** Task directions **
Pull each line holding "listener" out of the entries below.

_ _ _ _ _

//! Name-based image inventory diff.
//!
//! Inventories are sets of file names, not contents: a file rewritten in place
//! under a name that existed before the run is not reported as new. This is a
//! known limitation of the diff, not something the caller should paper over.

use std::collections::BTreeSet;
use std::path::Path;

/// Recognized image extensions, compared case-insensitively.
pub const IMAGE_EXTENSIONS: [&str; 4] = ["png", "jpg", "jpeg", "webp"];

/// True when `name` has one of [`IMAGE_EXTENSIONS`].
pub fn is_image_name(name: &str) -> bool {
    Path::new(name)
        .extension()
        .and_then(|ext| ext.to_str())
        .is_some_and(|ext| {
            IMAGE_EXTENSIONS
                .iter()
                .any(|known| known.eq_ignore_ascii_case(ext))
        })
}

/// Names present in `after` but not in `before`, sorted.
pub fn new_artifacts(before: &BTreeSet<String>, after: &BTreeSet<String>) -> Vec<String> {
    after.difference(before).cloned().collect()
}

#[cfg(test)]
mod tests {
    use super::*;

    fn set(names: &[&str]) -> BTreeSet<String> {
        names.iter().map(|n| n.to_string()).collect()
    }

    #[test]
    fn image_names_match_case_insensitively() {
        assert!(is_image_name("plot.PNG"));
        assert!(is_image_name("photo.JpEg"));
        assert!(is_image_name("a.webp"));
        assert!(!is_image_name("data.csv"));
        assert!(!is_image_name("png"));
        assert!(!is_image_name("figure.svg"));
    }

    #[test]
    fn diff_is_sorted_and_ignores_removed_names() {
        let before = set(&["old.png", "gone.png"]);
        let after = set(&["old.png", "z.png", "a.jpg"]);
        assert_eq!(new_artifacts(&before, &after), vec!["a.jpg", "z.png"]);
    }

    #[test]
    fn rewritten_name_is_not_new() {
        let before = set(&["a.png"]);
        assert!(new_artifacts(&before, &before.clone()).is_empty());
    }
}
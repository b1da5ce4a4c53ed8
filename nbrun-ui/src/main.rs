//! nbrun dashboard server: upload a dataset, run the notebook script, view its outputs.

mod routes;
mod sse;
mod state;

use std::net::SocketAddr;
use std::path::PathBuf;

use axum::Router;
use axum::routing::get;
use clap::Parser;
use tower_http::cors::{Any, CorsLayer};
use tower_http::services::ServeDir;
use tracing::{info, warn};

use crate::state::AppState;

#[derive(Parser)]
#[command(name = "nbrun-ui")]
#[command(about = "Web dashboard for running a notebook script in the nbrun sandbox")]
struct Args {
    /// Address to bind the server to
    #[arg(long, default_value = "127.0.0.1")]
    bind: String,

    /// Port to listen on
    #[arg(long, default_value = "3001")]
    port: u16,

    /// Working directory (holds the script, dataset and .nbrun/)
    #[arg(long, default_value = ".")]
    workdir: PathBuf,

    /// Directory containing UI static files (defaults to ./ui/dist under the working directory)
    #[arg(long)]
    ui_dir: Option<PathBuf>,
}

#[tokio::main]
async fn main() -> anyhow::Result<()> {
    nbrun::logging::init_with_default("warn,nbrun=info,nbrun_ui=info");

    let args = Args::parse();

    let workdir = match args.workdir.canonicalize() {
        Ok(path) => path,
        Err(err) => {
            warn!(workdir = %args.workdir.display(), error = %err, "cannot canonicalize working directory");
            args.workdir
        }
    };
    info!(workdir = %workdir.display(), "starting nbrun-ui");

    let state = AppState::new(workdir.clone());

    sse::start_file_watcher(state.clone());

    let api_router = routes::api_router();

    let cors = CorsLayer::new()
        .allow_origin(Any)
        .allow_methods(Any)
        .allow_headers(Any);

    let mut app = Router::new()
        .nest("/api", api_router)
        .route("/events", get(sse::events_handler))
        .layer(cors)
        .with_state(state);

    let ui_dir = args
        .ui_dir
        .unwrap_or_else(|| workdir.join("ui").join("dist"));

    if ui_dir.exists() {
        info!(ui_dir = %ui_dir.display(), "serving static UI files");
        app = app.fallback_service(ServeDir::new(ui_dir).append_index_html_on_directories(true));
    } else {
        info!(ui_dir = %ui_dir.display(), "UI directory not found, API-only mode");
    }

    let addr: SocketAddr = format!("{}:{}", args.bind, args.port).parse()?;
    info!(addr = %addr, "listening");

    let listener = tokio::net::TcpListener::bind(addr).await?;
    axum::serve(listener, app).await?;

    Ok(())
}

_ _ _ _ _

** Problem solution **
    let listener = tokio::net::TcpListener::bind(addr).await?;
    axum::serve(listener, app).await?;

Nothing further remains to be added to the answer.